2 "bp" means basis points per annum.
3 All fees will be calculated by the Capitalization Ratio as of the
latest fiscal quarter for which financial statements have been
delivered pursuant to Section 5.3.1, provided, however, that if such
statements are not delivered as required by Section 5.3.1, the Tier
IV fees shall apply.
As of the First Amendment Effective Date, the Applicable Margin
will be set at Tier III above.
1.2 The following definitions are added to Section 1.1 in
appropriate alphabetical order:
"First Amendment" means the First Amendment to this Agreement dated
September 27, 2004.
"First Amendment Effective Date" shall mean effective date of the
First Amendment.
"Subordinated Debt" means (a) the 2004 Subordinated Debt and (b) any
other unsecured Indebtedness of the Borrower which has subordination terms,
covenants, pricing and other terms which have been approved in writing by
the Required Banks.
"Subordinated Debt Documents" means the 2004 Subordinated Debt
Documents and all other agreements, documents and instruments relating to
any other Subordinated Debt at any time and all amendments and modifications
thereof approved by the Required Banks.
"2004 Recapitalization" means the issuance of the 2004 Subordinated
Debentures and the making of the special dividend on the common stock of the
Borrower announced by the Borrower on September 2, 2004 and consisting of
$6.50 in cash and $8.50 in 2004 Subordinated Debentures per share of common
stock.
"2004 Subordinated Debt" means all Indebtedness of the Borrower and
the Guarantors under the 2004 Subordinated Debt Documents.

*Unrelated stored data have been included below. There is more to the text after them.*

//! tenis-polar: the schoolyard letter-substitution cipher
//!
//! Takes a pair of keys (words of the same size with no repeating
//! letter anywhere, like "tenis" and "polar") and swaps the letters of
//! a message around based on the pairing between the two keys.
//! Uppercase maps to uppercase, everything outside the keys passes
//! through untouched, and applying the cipher twice gives the original
//! text back.
//!
//! Not real cryptography, of course. This is the paper-note cipher from
//! Pedro Bandeira's "The Karas" books, here for fun.
//!
//! ## How it works
//!
//! 1. **Validate**: keys must be equal-length with globally unique letters
//! 2. **Pair**: letter i of one key swaps with letter i of the other
//! 3. **Encrypt**: walk the message, swapping paired letters in place
//!
//! ```
//! use tenis_polar::Cipher;
//!
//! let cipher = Cipher::new("tenis", "polar");
//! assert!(cipher.status().is_valid());
//! assert_eq!(cipher.encrypt("Tenis Polar!").unwrap(), "Polar Tenis!");
//! ```

pub mod cipher;
pub mod keygen;

pub use cipher::{Cipher, InvalidKeyError, InvalidKeyReason, KeyStatus};
pub use keygen::{generate, KeygenError, MAX_KEY_LEN};
//! End-to-end pipeline tests on a headless device. Each test is skipped when
//! the machine has no GPU adapter.

use color::{Hsv, Rgb, ToneSamples};
use image::{Rgba, RgbaImage};
use renderer::{
    read_texture, ContextOptions, CpuFrame, DisplaySurface, EngineConfig, GpuContext,
    MaskPreviewSource, RendererError, RetouchEngine, RetouchParameters, ViewMode, ViewportState,
    ViewportTransform,
};

fn engine_with(test: &str, config: EngineConfig) -> Option<(GpuContext, RetouchEngine)> {
    let context = match GpuContext::headless(&ContextOptions::default()) {
        Ok(context) => context,
        Err(RendererError::NoAdapter) => {
            eprintln!("skipping {test}: no GPU adapter available");
            return None;
        }
        Err(err) => panic!("device: {err}"),
    };
    let engine = RetouchEngine::new(&context, config).expect("engine");
    Some((context, engine))
}

fn engine(test: &str) -> Option<(GpuContext, RetouchEngine)> {
    engine_with(test, EngineConfig::default())
}

fn gradient(width: u32, height: u32) -> RgbaImage {
    RgbaImage::from_fn(width, height, |x, y| {
        Rgba([
            (x * 255 / width) as u8,
            (y * 255 / height) as u8,
            ((x * 37 + y * 91) % 256) as u8,
            255,
        ])
    })
}

fn solid(width: u32, height: u32, rgb: [u8; 3]) -> RgbaImage {
    RgbaImage::from_pixel(width, height, Rgba([rgb[0], rgb[1], rgb[2], 255]))
}

fn tones_of(rgb: [u8; 3]) -> ToneSamples {
    let mut tones = ToneSamples::new();
    tones.push_rgb(Rgb::from_rgb8(rgb[0], rgb[1], rgb[2]));
    tones
}

fn assert_frame_near(frame: &CpuFrame, image: &RgbaImage, tolerance: u8) {
    assert_eq!((frame.width, frame.height), image.dimensions());
    for (i, (got, want)) in frame.pixels.iter().zip(image.as_raw()).enumerate() {
        assert!(
            got.abs_diff(*want) <= tolerance,
            "byte {i}: got {got}, want {want}"
        );
    }
}

fn display_texture(context: &GpuContext, width: u32, height: u32) -> wgpu::Texture {
    context.device().create_texture(&wgpu::TextureDescriptor {
        label: Some("test.display"),
        size: wgpu::Extent3d {
            width,
            height,
            depth_or_array_layers: 1,
        },
        mip_level_count: 1,
        sample_count: 1,
        dimension: wgpu::TextureDimension::D2,
        format: wgpu::TextureFormat::Rgba8Unorm,
        usage: wgpu::TextureUsages::RENDER_ATTACHMENT | wgpu::TextureUsages::COPY_SRC,
        view_formats: &[],
    })
}

#[test]
fn zero_tones_reproduce_original() {
    let Some((_context, mut engine)) = engine("zero_tones_reproduce_original") else {
        return;
    };
    let image = gradient(16, 8);
    engine.set_image(&image).unwrap();

    let params = RetouchParameters {
        smoothness: 6.0,
        detail_amount: 0.0,
        ..Default::default()
    };
    assert!(engine.render_to_buffer(&params).unwrap().is_some());
    let frame = engine.read_pixels().unwrap();
    assert_frame_near(&frame, &image, 0);
}

#[test]
fn zero_sigma_low_frequency_is_identity() {
    let Some((_context, mut engine)) = engine("zero_sigma_low_frequency_is_identity") else {
        return;
    };
    let image = gradient(9, 7);
    engine.set_image(&image).unwrap();

    let params = RetouchParameters {
        smoothness: 0.05,
        view_mode: ViewMode::LowFrequency,
        ..Default::default()
    };
    engine.render_to_buffer(&params).unwrap();
    assert_frame_near(&engine.read_pixels().unwrap(), &image, 0);
}

#[test]
fn low_frequency_view_keeps_alpha() {
    let Some((_context, mut engine)) = engine("low_frequency_view_keeps_alpha") else {
        return;
    };
    let image = RgbaImage::from_pixel(4, 4, Rgba([100, 80, 60, 128]));
    engine.set_image(&image).unwrap();

    let params = RetouchParameters {
        smoothness: 0.0,
        view_mode: ViewMode::LowFrequency,
        ..Default::default()
    };
    engine.render_to_buffer(&params).unwrap();
    let frame = engine.read_pixels().unwrap();
    assert_eq!(frame.pixel(2, 1), Some([100, 80, 60, 128]));
    assert_frame_near(&frame, &image, 0);
}

#[test]
fn full_detail_under_full_mask_keeps_original() {
    let Some((_context, mut engine)) = engine("full_detail_under_full_mask_keeps_original") else {
        return;
    };
    let image = gradient(12, 12);
    engine.set_image(&image).unwrap();

    let params = RetouchParameters {
        smoothness: 3.0,
        color_tolerance: 1.0,
        detail_amount: 1.0,
        skin_tones: tones_of([200, 150, 120]),
        ..Default::default()
    };
    engine.render_to_buffer(&params).unwrap();
    assert_frame_near(&engine.read_pixels().unwrap(), &image, 1);
}

#[test]
fn solid_skin_patch_is_unchanged() {
    let Some((_context, mut engine)) = engine("solid_skin_patch_is_unchanged") else {
        return;
    };
    let skin = [128, 100, 90];
    let image = solid(4, 4, skin);
    engine.set_image(&image).unwrap();

    let params = RetouchParameters {
        smoothness: 0.0,
        color_tolerance: 0.5,
        detail_amount: 0.0,
        skin_tones: tones_of(skin),
        ..Default::default()
    };
    engine.render_to_buffer(&params).unwrap();
    assert_frame_near(&engine.read_pixels().unwrap(), &image, 0);
}

#[test]
fn smoothing_spreads_isolated_detail() {
    let Some((_context, mut engine)) = engine("smoothing_spreads_isolated_detail") else {
        return;
    };
    let mut image = solid(9, 9, [120, 90, 80]);
    image.put_pixel(4, 4, Rgba([250, 250, 250, 255]));
    engine.set_image(&image).unwrap();

    let params = RetouchParameters {
        smoothness: 1.5,
        color_tolerance: 1.0,
        detail_amount: 0.0,
        skin_tones: tones_of([120, 90, 80]),
        ..Default::default()
    };
    engine.render_to_buffer(&params).unwrap();
    let frame = engine.read_pixels().unwrap();

    let centre = frame.pixel(4, 4).unwrap();
    let neighbour = frame.pixel(5, 4).unwrap();
    assert!(centre[0] < 250, "centre should be smoothed, got {centre:?}");
    assert!(neighbour[0] > 120, "neighbour should pick up detail, got {neighbour:?}");
    assert_eq!(frame.pixel(0, 0).unwrap(), [120, 90, 80, 255]);
}

#[test]
fn high_frequency_view_of_flat_image_is_mid_grey() {
    let Some((_context, mut engine)) = engine("high_frequency_view_of_flat_image_is_mid_grey")
    else {
        return;
    };
    engine.set_image(&solid(6, 6, [40, 180, 90])).unwrap();
    let params = RetouchParameters {
        smoothness: 2.0,
        view_mode: ViewMode::HighFrequency,
        ..Default::default()
    };
    engine.render_to_buffer(&params).unwrap();
    let frame = engine.read_pixels().unwrap();
    for texel in frame.pixels.chunks_exact(4) {
        for channel in &texel[..3] {
            assert!(channel.abs_diff(128) <= 1, "got {texel:?}");
        }
        assert_eq!(texel[3], 255);
    }
}

#[test]
fn readback_rows_are_top_down() {
    let Some((_context, mut engine)) = engine("readback_rows_are_top_down") else {
        return;
    };
    let image = RgbaImage::from_fn(3, 4, |_, y| {
        if y == 0 {
            Rgba([255, 0, 0, 255])
        } else {
            Rgba([0, 0, 255, 255])
        }
    });
    engine.set_image(&image).unwrap();
    engine.render_to_buffer(&RetouchParameters::default()).unwrap();
    let frame = engine.read_pixels().unwrap();
    assert_eq!(frame.pixel(1, 0), Some([255, 0, 0, 255]));
    assert_eq!(frame.pixel(1, 3), Some([0, 0, 255, 255]));
}

#[test]
fn same_size_image_reuses_pool() {
    let Some((_context, mut engine)) = engine("same_size_image_reuses_pool") else {
        return;
    };
    engine.set_image(&gradient(10, 6)).unwrap();
    let generation = engine.pool().unwrap().generation();

    engine.set_image(&solid(10, 6, [1, 2, 3])).unwrap();
    assert_eq!(engine.pool().unwrap().generation(), generation);

    engine.set_image(&solid(6, 10, [1, 2, 3])).unwrap();
    assert_eq!(engine.pool().unwrap().generation(), generation + 1);
    assert_eq!(engine.size(), Some((6, 10)));
}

"2004 Subordinated Debt Documents" means the 2004 Subordinated
Indenture, the 2004 Subordinated Debentures and all other agreements,
documents and instruments relating to the 2004 Subordinated Debentures at
any time and all amendments and modifications thereof approved by the
Required Banks.
"2004 Subordinated Debentures" means the 6.00% Subordinated Debentures
issued by the Borrower in the aggregate principal amount not to exceed
$320,000,000 due 2014 issued pursuant to the 2004 Subordinated Indenture and
any other securities issued pursuant to the 2004 Subordinated Indenture at
any time.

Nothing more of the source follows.